Provided data:
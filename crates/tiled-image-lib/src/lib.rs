//! Tiled Image Library - Viewport-Driven Tile Streaming for Gigapixel Images
//!
//! This library decides which tiles of a very large, multi-LOD raster image are needed to
//! fill a rotated, zoomed and panned viewport, keeps one load task per needed tile, and
//! culls overlay items with a point quad-tree. Pixels are someone else's business: tiles
//! come from an [`ImageSource`] and frames go to a [`RenderSink`].
//!
//! # Architecture
//!
//! - **[`ImageViewState`]**: zoom, rotation, scroll offset and the world/envelope/view matrices
//! - **[`CullContext`]**: two-phase rectangle classification against the viewport
//! - **[`TileCuller`]**: recursive subdivision of the tile grid down to the visible tiles
//! - **[`PointQuadTree`]**: generic point index with insertion, removal and window queries
//! - **[`OverlayCuller`]**: visible overlay items, with added/removed notifications
//! - **[`TileLoadManager`]**: reconciles visible tiles with load tasks, nearest tiles first
//! - **[`TiledImageView`]**: attaches a source and drives all of the above
//!
//! # Performance Characteristics
//!
//! - **Tile culling**: proportional to the number of tiles along the viewport boundary,
//!   not to the grid size
//! - **Overlay culling**: O(log N + K) for N registered corners and K visible ones
//! - **Load reconciliation**: O(V log V) for V visible tiles

mod cull;
mod dimensions;
mod load_task;
mod lod;
mod overlay_culler;
pub mod quadtree;
mod render;
mod source;
mod tile_culler;
mod tile_index;
mod tiles_manager;
pub mod utils;
mod view;
mod view_state;

// Public API exports
pub use cull::{CullContext, Intersection};
pub use dimensions::Dimensions;
pub use load_task::{
    CancellationToken, LoadTileRequest, LoadTileStatus, LoadTileTask, TaskId, TileEvent,
    TileEventKind,
};
pub use lod::LodInfo;
pub use overlay_culler::{OverlayCuller, OverlayEvent, QuadTreeItem};
pub use quadtree::{Direction, PointQuadTree};
pub use render::{Overlay, RenderItem, RenderSink, TileContent, TilePlaceholder, ViewConfig};
pub use source::ImageSource;
pub use tile_culler::{TileCuller, TileRegion, visible_tiles};
pub use tile_index::{FullTileIndex, LayeredTileIndex, LodTileIndex, TileIndex};
pub use tiles_manager::{TileLoadManager, TileRenderInfo, UpdateTileRequest};
pub use view::TiledImageView;
pub use view_state::ImageViewState;

/// Error types of the tiled image core
#[derive(Debug, Clone, PartialEq, thiserror::Error)]
pub enum TiledImageError {
    #[error("Invalid dimensions: {0}")]
    InvalidDimensions(String),

    #[error("Invalid LOD info: {0}")]
    InvalidLodInfo(String),

    #[error("Item is already registered")]
    ItemAlreadyRegistered,

    #[error("Item is not registered")]
    ItemNotRegistered,

    #[error("Item not found in the quad-tree")]
    ItemNotFound,

    #[error("No image source attached")]
    NoSource,

    #[error("Image source cannot create thumbnails")]
    ThumbnailUnsupported,

    #[error("Tile load failed: {0}")]
    TileLoad(String),
}

pub type Result<T> = std::result::Result<T, TiledImageError>;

What is expected: Calculate the number of lines above that include the word "String", giving that number by itself.

Answer area: 3